完成度の割にマジで知名度が低い(気がしている)んですが、きっとこのCMは見たことありますよね…?てかこのCMがヤバすぎて見た人が少ないのかも…。
ということで今回はなぜ本作が最恐であるのか、その所以を再びBest3形式で発表していきたいと思います。
それでは、爆走兄弟・烈&豪!
第3位 フェイク・ドキュメンタリーである
映画が観客に恐怖を与える上で、もっとも大切なものは何でしょうか。
ものすごい特殊メイク。膨大な量の血のり。役者の人間離れした動き。不安を煽る音楽。
要素は色々あるものの、突き詰めれば一つの答えに行き着きます。
それは、「説得力」です。
道筋は様々ですが、ホラーを作る人々は皆コレを喉から手が出るほど欲しています(たまに『来る』や『貞子vs伽倻子』みたいな飛び道具もありますが…!!)。そして、コレさえキチンと抑えられていれば、あとは多少おざなりでもなんとかなるものです。

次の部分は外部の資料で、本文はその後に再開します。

//! Stems, branches, and the 60-term sexagesimal cycle.
//!
//! A pillar is a (stem, branch) pair addressed by a single index 0..=59:
//! `index mod 10` is the stem, `index mod 12` the branch. Only pairs whose
//! indices share parity are reachable, so the cycle has 60 members rather
//! than 120.

use crate::error::CoreError;

/// The 10 heavenly stems in cycle order.
#[derive(Debug, Clone, Copy, PartialEq, Eq, Hash)]
pub enum Stem {
    Gap,
    Eul,
    Byeong,
    Jeong,
    Mu,
    Gi,
    Gyeong,
    Sin,
    Im,
    Gye,
}

/// All 10 stems in order (0 = Gap .. 9 = Gye).
pub const ALL_STEMS: [Stem; 10] = [
    Stem::Gap,
    Stem::Eul,
    Stem::Byeong,
    Stem::Jeong,
    Stem::Mu,
    Stem::Gi,
    Stem::Gyeong,
    Stem::Sin,
    Stem::Im,
    Stem::Gye,
];

impl Stem {
    /// 0-based index (Gap = 0 .. Gye = 9).
    pub const fn index(self) -> u8 {
        match self {
            Self::Gap => 0,
            Self::Eul => 1,
            Self::Byeong => 2,
            Self::Jeong => 3,
            Self::Mu => 4,
            Self::Gi => 5,
            Self::Gyeong => 6,
            Self::Sin => 7,
            Self::Im => 8,
            Self::Gye => 9,
        }
    }

    /// Stem at a cycle position, modulo 10.
    pub fn from_index(idx: u8) -> Self {
        ALL_STEMS[(idx % 10) as usize]
    }

    /// Korean romanized name.
    pub const fn name(self) -> &'static str {
        match self {
            Self::Gap => "Gap",
            Self::Eul => "Eul",
            Self::Byeong => "Byeong",
            Self::Jeong => "Jeong",
            Self::Mu => "Mu",
            Self::Gi => "Gi",
            Self::Gyeong => "Gyeong",
            Self::Sin => "Sin",
            Self::Im => "Im",
            Self::Gye => "Gye",
        }
    }

    /// Hanja character.
    pub const fn hanja(self) -> &'static str {
        match self {
            Self::Gap => "甲",
            Self::Eul => "乙",
            Self::Byeong => "丙",
            Self::Jeong => "丁",
            Self::Mu => "戊",
            Self::Gi => "己",
            Self::Gyeong => "庚",
            Self::Sin => "辛",
            Self::Im => "壬",
            Self::Gye => "癸",
        }
    }

    /// Yang polarity: even-indexed stems are yang, odd are yin.
    pub const fn is_yang(self) -> bool {
        self.index() % 2 == 0
    }
}

/// The 12 earthly branches in cycle order.
#[derive(Debug, Clone, Copy, PartialEq, Eq, Hash)]
pub enum Branch {
    Ja,
    Chuk,
    In,
    Myo,
    Jin,
    Sa,
    O,
    Mi,
    Shin,
    Yu,
    Sul,
    Hae,
}

/// All 12 branches in order (0 = Ja .. 11 = Hae).
pub const ALL_BRANCHES: [Branch; 12] = [
    Branch::Ja,
    Branch::Chuk,
    Branch::In,
    Branch::Myo,
    Branch::Jin,
    Branch::Sa,
    Branch::O,
    Branch::Mi,
    Branch::Shin,
    Branch::Yu,
    Branch::Sul,
    Branch::Hae,
];

impl Branch {
    /// 0-based index (Ja = 0 .. Hae = 11).
    pub const fn index(self) -> u8 {
        match self {
            Self::Ja => 0,
            Self::Chuk => 1,
            Self::In => 2,
            Self::Myo => 3,
            Self::Jin => 4,
            Self::Sa => 5,
            Self::O => 6,
            Self::Mi => 7,
            Self::Shin => 8,
            Self::Yu => 9,
            Self::Sul => 10,
            Self::Hae => 11,
        }
    }

    /// Branch at a cycle position, modulo 12.
    pub fn from_index(idx: u8) -> Self {
        ALL_BRANCHES[(idx % 12) as usize]
    }

    /// Korean romanized name.
    pub const fn name(self) -> &'static str {
        match self {
            Self::Ja => "Ja",
            Self::Chuk => "Chuk",
            Self::In => "In",
            Self::Myo => "Myo",
            Self::Jin => "Jin",
            Self::Sa => "Sa",
            Self::O => "O",
            Self::Mi => "Mi",
            Self::Shin => "Shin",
            Self::Yu => "Yu",
            Self::Sul => "Sul",
            Self::Hae => "Hae",
        }
    }

    /// Hanja character.
    pub const fn hanja(self) -> &'static str {
        match self {
            Self::Ja => "子",
            Self::Chuk => "丑",
            Self::In => "寅",
            Self::Myo => "卯",
            Self::Jin => "辰",
            Self::Sa => "巳",
            Self::O => "午",
            Self::Mi => "未",
            Self::Shin => "申",
            Self::Yu => "酉",
            Self::Sul => "戌",
            Self::Hae => "亥",
        }
    }

    /// Zodiac animal, for display.
    pub const fn animal(self) -> &'static str {
        match self {
            Self::Ja => "Rat",
            Self::Chuk => "Ox",
            Self::In => "Tiger",
            Self::Myo => "Rabbit",
            Self::Jin => "Dragon",
            Self::Sa => "Snake",
            Self::O => "Horse",
            Self::Mi => "Goat",
            Self::Shin => "Monkey",
            Self::Yu => "Rooster",
            Self::Sul => "Dog",
            Self::Hae => "Pig",
        }
    }
}

/// One pillar of the 60-term sexagesimal cycle.
#[derive(Debug, Clone, Copy, PartialEq, Eq, Hash)]
pub struct GanZhi {
    index: u8,
}

impl GanZhi {
    /// Pillar at a cycle position, modulo 60.
    pub fn from_index(idx: i64) -> Self {
        Self {
            index: idx.rem_euclid(60) as u8,
        }
    }

    /// Pair a stem and branch, rejecting parity-mismatched combinations.
    pub fn from_stem_branch(stem: Stem, branch: Branch) -> Result<Self, CoreError> {
        let s = stem.index();
        let b = branch.index();
        if s % 2 != b % 2 {
            return Err(CoreError::InvalidGanZhiPair { stem: s, branch: b });
        }
        Ok(Self::pair(stem, branch))
    }

    /// Pair a stem and branch that are known to share parity.
    ///
    /// CRT over (mod 10, mod 12): 6s - 5b is the unique solution mod 60.
    /// For a mismatched pair this still yields *a* pillar, so callers that
    /// take external input must go through [`GanZhi::from_stem_branch`].
    pub(crate) fn pair(stem: Stem, branch: Branch) -> Self {
        let idx = (6 * stem.index() as i64 - 5 * branch.index() as i64).rem_euclid(60);
        Self { index: idx as u8 }
    }

    /// Parse a two-character hanja pair such as "辛巳".
    pub fn parse(s: &str) -> Result<Self, CoreError> {
        let mut chars = s.chars();
        let (Some(sc), Some(bc), None) = (chars.next(), chars.next(), chars.next()) else {
            return Err(CoreError::UnknownGanZhi(s.to_string()));
        };
        let stem = ALL_STEMS
            .iter()
            .find(|st| st.hanja().chars().next() == Some(sc))
            .copied()
            .ok_or_else(|| CoreError::UnknownGanZhi(s.to_string()))?;
        let branch = ALL_BRANCHES
            .iter()
            .find(|br| br.hanja().chars().next() == Some(bc))
            .copied()
            .ok_or_else(|| CoreError::UnknownGanZhi(s.to_string()))?;
        Self::from_stem_branch(stem, branch)
    }

    /// Cycle position 0..=59.
    pub const fn index(self) -> u8 {
        self.index
    }

    pub fn stem(self) -> Stem {
        Stem::from_index(self.index)
    }

    pub fn branch(self) -> Branch {
        Branch::from_index(self.index)
    }

    /// Pillar shifted by `steps` positions (negative steps move backward).
    pub fn offset(self, steps: i64) -> Self {
        Self::from_index(self.index as i64 + steps)
    }

    /// Romanized name, e.g. "Sinsa".
    pub fn name(self) -> String {
        format!("{}{}", self.stem().name(), self.branch().name().to_lowercase())
    }
}

impl std::fmt::Display for GanZhi {
    fn fmt(&self, f: &mut std::fmt::Formatter<'_>) -> std::fmt::Result {
        write!(f, "{}{}", self.stem().hanja(), self.branch().hanja())
    }
}

#[cfg(test)]
mod tests {
    use super::*;

    #[test]
    fn cycle_start_is_gapja() {
        let gz = GanZhi::from_index(0);
        assert_eq!(gz.stem(), Stem::Gap);
        assert_eq!(gz.branch(), Branch::Ja);
        assert_eq!(gz.to_string(), "甲子");
    }

    #[test]
    fn parity_invariant_holds_for_all_60() {
        for n in 0..60 {
            let gz = GanZhi::from_index(n);
            assert_eq!(
                gz.stem().index() % 2,
                gz.branch().index() % 2,
                "index {n}"
            );
            assert_eq!(gz.index() % 10, gz.stem().index());
            assert_eq!(gz.index() % 12, gz.branch().index());
        }
    }

    #[test]
    fn stem_branch_pairing_roundtrips() {
        for n in 0..60 {
            let gz = GanZhi::from_index(n);
            let back = GanZhi::from_stem_branch(gz.stem(), gz.branch()).unwrap();
            assert_eq!(back.index(), gz.index());
        }
    }

    #[test]
    fn mismatched_parity_is_rejected() {
        let r = GanZhi::from_stem_branch(Stem::Gap, Branch::Chuk);
        assert!(matches!(r, Err(CoreError::InvalidGanZhiPair { .. })));
    }

    #[test]
    fn parse_sinsa() {
        let gz = GanZhi::parse("辛巳").unwrap();
        assert_eq!(gz.index(), 17);
        assert_eq!(gz.stem(), Stem::Sin);
        assert_eq!(gz.branch(), Branch::Sa);
    }

    #[test]
    fn parse_rejects_garbage() {
        assert!(GanZhi::parse("").is_err());
        assert!(GanZhi::parse("辛").is_err());
        assert!(GanZhi::parse("辛巳年").is_err());
        assert!(GanZhi::parse("XY").is_err());
        // valid characters, impossible pair
        assert!(GanZhi::parse("甲丑").is_err());
    }

    #[test]
    fn negative_offsets_wrap() {
        let gz = GanZhi::from_index(0).offset(-1);
        assert_eq!(gz.index(), 59);
    }

    #[test]
    fn yang_yin_alternate() {
        assert!(Stem::Gap.is_yang());
        assert!(!Stem::Eul.is_yang());
        assert!(Stem::Gyeong.is_yang());
        assert!(!Stem::Sin.is_yang());
    }
}
pub mod draw;
pub mod resize;
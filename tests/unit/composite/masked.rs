use super::*;

fn checker(w: u32, h: u32) -> PixelBuffer {
    let mut buf = PixelBuffer::new(w, h, 3).unwrap();
    for y in 0..h {
        for x in 0..w {
            let v = if (x + y) % 2 == 0 { 40 } else { 90 };
            buf.pixel_mut(x, y).copy_from_slice(&[v, v / 2, v / 3]);
        }
    }
    buf
}

#[test]
fn all_white_source_replaces_rect() {
    let mut dst = checker(8, 6);
    let src = PixelBuffer::filled(3, 3, &[255, 255, 255]).unwrap();
    let rect = PixelRect::new(2, 1, 6, 5);
    paste_masked(&mut dst, &src, rect, DEFAULT_MASK_THRESHOLD).unwrap();

    let expected = resize_bilinear(&src, 4, 4).unwrap();
    assert_eq!(dst.crop(rect).unwrap(), expected);
}

#[test]
fn all_black_source_leaves_destination_unchanged() {
    let mut dst = checker(8, 6);
    let before = dst.clone();
    let src = PixelBuffer::filled(5, 2, &[0, 0, 0]).unwrap();
    paste_masked(&mut dst, &src, PixelRect::new(0, 0, 8, 6), DEFAULT_MASK_THRESHOLD).unwrap();
    assert_eq!(dst, before);
}

#[test]
fn threshold_is_exclusive() {
    let mut dst = PixelBuffer::filled(2, 1, &[1, 2, 3]).unwrap();
    let src = PixelBuffer::from_raw(2, 1, 3, vec![10, 10, 10, 11, 11, 11]).unwrap();
    paste_masked(&mut dst, &src, PixelRect::new(0, 0, 2, 1), 10).unwrap();
    assert_eq!(dst.data, vec![1, 2, 3, 11, 11, 11]);
}

#[test]
fn pixels_outside_rect_are_untouched() {
    let mut dst = checker(6, 6);
    let before = dst.clone();
    let src = PixelBuffer::filled(2, 2, &[200, 200, 200]).unwrap();
    let rect = PixelRect::new(1, 1, 3, 3);
    paste_masked(&mut dst, &src, rect, DEFAULT_MASK_THRESHOLD).unwrap();
    for y in 0..6 {
        for x in 0..6 {
            if (1..3).contains(&x) && (1..3).contains(&y) {
                assert_eq!(dst.pixel(x, y), [200, 200, 200]);
            } else {
                assert_eq!(dst.pixel(x, y), before.pixel(x, y));
            }
        }
    }
}

#[test]
fn mask_follows_luma_not_single_channel() {
    // Pure blue at 60 has luma 7, which is below the default threshold.
    let src = PixelBuffer::from_raw(2, 1, 3, vec![0, 0, 60, 0, 60, 0]).unwrap();
    assert_eq!(foreground_mask(&src, DEFAULT_MASK_THRESHOLD), vec![false, true]);
}

#[test]
fn rejects_bad_rects_and_channel_mismatch() {
    let mut dst = checker(4, 4);
    let src = PixelBuffer::filled(2, 2, &[255, 255, 255]).unwrap();
    assert!(paste_masked(&mut dst, &src, PixelRect::new(2, 2, 5, 4), 10).is_err());
    assert!(paste_masked(&mut dst, &src, PixelRect::new(2, 2, 2, 4), 10).is_err());

    let gray = PixelBuffer::filled(2, 2, &[255]).unwrap();
    assert!(paste_masked(&mut dst, &gray, PixelRect::new(0, 0, 2, 2), 10).is_err());
}
//! Rectangle primitives on RGB buffers. Every primitive clips to the buffer.

use crate::foundation::core::{PixelBuffer, PixelRect, Rgb8};
use crate::foundation::error::{OverlayError, OverlayResult};
use crate::foundation::math::half_mix_u8;

fn check_rgb(buf: &PixelBuffer) -> OverlayResult<()> {
    buf.validate()?;
    if buf.channels != 3 {
        return Err(OverlayError::validation(format!(
            "drawing expects an rgb buffer, got {} channels",
            buf.channels
        )));
    }
    Ok(())
}

fn for_each_px(buf: &mut PixelBuffer, rect: PixelRect, mut f: impl FnMut(&mut [u8])) {
    let Some(r) = rect.clip(buf.width, buf.height) else {
        return;
    };
    let stride = buf.stride();
    for y in r.top as usize..r.bottom as usize {
        let row = &mut buf.data[y * stride..(y + 1) * stride];
        for px in row[r.left as usize * 3..r.right as usize * 3].chunks_exact_mut(3) {
            f(px);
        }
    }
}

/// Paint every pixel of `rect` with `color`.
pub fn fill_rect(buf: &mut PixelBuffer, rect: PixelRect, color: Rgb8) -> OverlayResult<()> {
    check_rgb(buf)?;
    let c = color.to_array();
    for_each_px(buf, rect, |px| px.copy_from_slice(&c));
    Ok(())
}

/// Mix `color` into `rect` at 50%: `out = (px + color + 1) / 2`.
pub fn mix_rect_half(buf: &mut PixelBuffer, rect: PixelRect, color: Rgb8) -> OverlayResult<()> {
    check_rgb(buf)?;
    let c = color.to_array();
    for_each_px(buf, rect, |px| {
        for (p, c) in px.iter_mut().zip(c) {
            *p = half_mix_u8(*p, c);
        }
    });
    Ok(())
}

/// One-pixel outline on the outermost rows and columns of `rect`
/// (`left`, `right - 1`, `top`, `bottom - 1`).
pub fn draw_outline(buf: &mut PixelBuffer, rect: PixelRect, color: Rgb8) -> OverlayResult<()> {
    check_rgb(buf)?;
    if rect.is_empty() {
        return Ok(());
    }
    let c = color.to_array();
    let PixelRect {
        left,
        top,
        right,
        bottom,
    } = rect;
    for edge in [
        PixelRect::new(left, top, right, top + 1),
        PixelRect::new(left, bottom - 1, right, bottom),
        PixelRect::new(left, top, left + 1, bottom),
        PixelRect::new(right - 1, top, right, bottom),
    ] {
        for_each_px(buf, edge, |px| px.copy_from_slice(&c));
    }
    Ok(())
}

#[cfg(test)]
#[path = "../../tests/unit/raster/draw.rs"]
mod tests;
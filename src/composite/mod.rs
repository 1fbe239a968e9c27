pub mod masked;
pub mod saliency;
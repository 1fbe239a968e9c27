/// Rec.601 luma with integer weights, rounded to nearest.
pub(crate) fn luma601_u8(r: u8, g: u8, b: u8) -> u8 {
    ((299 * u32::from(r) + 587 * u32::from(g) + 114 * u32::from(b) + 500) / 1000) as u8
}

/// Luma of one pixel of a 1..=4 channel buffer. Gray sources use the first sample.
pub(crate) fn luma_of(px: &[u8]) -> u8 {
    match px.len() {
        0 => 0,
        1 | 2 => px[0],
        _ => luma601_u8(px[0], px[1], px[2]),
    }
}

/// Equal-weight mix of two samples, rounding halves up.
pub(crate) fn half_mix_u8(a: u8, b: u8) -> u8 {
    ((u16::from(a) + u16::from(b) + 1) / 2) as u8
}

/// `px * (1 - alpha) + color * alpha`, truncated toward zero. `alpha` is clamped to `[0, 1]`.
pub(crate) fn alpha_mix_trunc_u8(px: u8, color: u8, alpha: f32) -> u8 {
    let a = alpha.clamp(0.0, 1.0);
    let v = f32::from(px) * (1.0 - a) + f32::from(color) * a;
    v.clamp(0.0, 255.0) as u8
}

/// Round a non-negative float sample to the nearest 8-bit value.
pub(crate) fn round_u8(v: f32) -> u8 {
    (v + 0.5).clamp(0.0, 255.0) as u8
}

#[cfg(test)]
#[path = "../../tests/unit/foundation/math.rs"]
mod tests;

どうすれば観客に、「作り物であることを忘れてもらえる」か…
そうだ!!
「コレは本当にあった出来事である」って、もう言いきっちゃえば良いんだ!!
というわけで生まれた手法が、フェイク・ドキュメンタリー(モキュメンタリー)なんですね。
最近話題になった『コリアタウン殺人事件』もこのジャンルに属しています。あれはプロットもテクニックも監督名も全部捨てて「説得力」に全てを全振りした怪作です。というか、マジでマジモンの可能性も…!?『ブレア・ウィッチ・プロジェクト』が好きならぜひ一度見てみて下さい。
話をもとに戻すと、『ノロイ』も現実と創作の境界をメチャクチャにするべく無名の役者を起用しまくり、CMも最小限の情報量(冒頭で紹介したアンガールズがテンパるやつ、怖すぎて放送禁止になったなんて噂もありやしたね)に抑え、挙句の果てに作中で失踪する主人公・小林正文が書いたブログを公開するという大胆な作戦に出ました。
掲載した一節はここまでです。